Tráfico de influência apontado pela PF parece
real. Mas detalhes na condução do caso sugerem novo episódio de disputa
interna na PF — com ramificações partidárias
Por Leandro Fortes, em CartaCapital
O alvo era Lula. Essa é a
única conclusão a que políticos governistas e o Palácio do Planalto
conseguiram chegar até agora sobre os acontecimentos que resultaram na
Operação Porto Seguro. Não que a Polícia Federal tenha agido
incorretamente. Os fatos comprovam a existência de um esquema de venda
de pareceres de agências reguladoras intermediado por Rosemary Nóvoa de
Noronha, chefe de gabinete do escritório paulista da Presidência da
República.
A operação envolveu 180
agentes nas cidades de Cruzeiro, Dracena, Santos, São Paulo e Brasília.
Foram cumpridos 26 mandados de busca e apreensão em São Paulo, 17 na
capital federal e 18 acusados acabaram indiciados.
Desse ponto para frente,
tudo pareceu calculado para causar constrangimentos ao governo e ao PT.
Começou pela maneira de divulgação da notícia.
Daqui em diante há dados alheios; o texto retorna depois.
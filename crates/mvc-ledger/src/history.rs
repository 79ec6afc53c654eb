use mvc_store::{Commit, RepositoryStore};

use crate::error::{LedgerError, LedgerResult};

/// All stored commits, newest first.
///
/// Ordered by timestamp, descending; commits with equal timestamps are
/// ordered by id, descending.
pub fn history<S: RepositoryStore + ?Sized>(store: &S) -> LedgerResult<Vec<Commit>> {
    let mut commits = store.list_commits()?.collect::<Result<Vec<_>, _>>()?;
    commits.sort_by(|a, b| {
        b.timestamp()
            .cmp(&a.timestamp())
            .then_with(|| b.id().cmp(&a.id()))
    });
    Ok(commits)
}

/// Find the single stored commit whose id starts with `prefix`.
///
/// Fails with [`LedgerError::CommitNotFound`] when nothing matches (an empty
/// prefix never matches) and with [`LedgerError::AmbiguousPrefix`] when more
/// than one commit does.
pub fn resolve_prefix<S: RepositoryStore + ?Sized>(store: &S, prefix: &str) -> LedgerResult<Commit> {
    let prefix = prefix.trim();
    let mut found: Option<Commit> = None;
    let mut matches = 0usize;

    for id in store.commit_ids()? {
        if !id.matches_prefix(prefix) {
            continue;
        }
        matches += 1;
        if found.is_none() {
            found = store.load_commit(&id)?;
        }
    }

    match (matches, found) {
        (1, Some(commit)) => Ok(commit),
        (0, _) | (1, None) => Err(LedgerError::CommitNotFound {
            prefix: prefix.to_string(),
        }),
        (n, _) => Err(LedgerError::AmbiguousPrefix {
            prefix: prefix.to_string(),
            matches: n,
        }),
    }
}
Em vez de convocar uma
coletiva e informar todos os veículos de comunicação sobre os detalhes
da Porto Seguro, a superintendência da PF em São Paulo vazou as
informações de forma seletiva.
Dois dias depois, o
superintendente regional, Roberto Troncon Filho, chegou a confirmar uma
informação logo desmentida pelo Ministério Público Federal: a de que o
ex-presidente Lula havia sido grampeado em 122 ligações com Rosemary. Da
mesma forma, a participação do ex-ministro José Dirceu, insinuada nas
primeiras horas, foi descartada.
“Não tem uma relação direta dele de sociedade ou de eventual lucro”, disse a procuradora Suzane Fairbanks.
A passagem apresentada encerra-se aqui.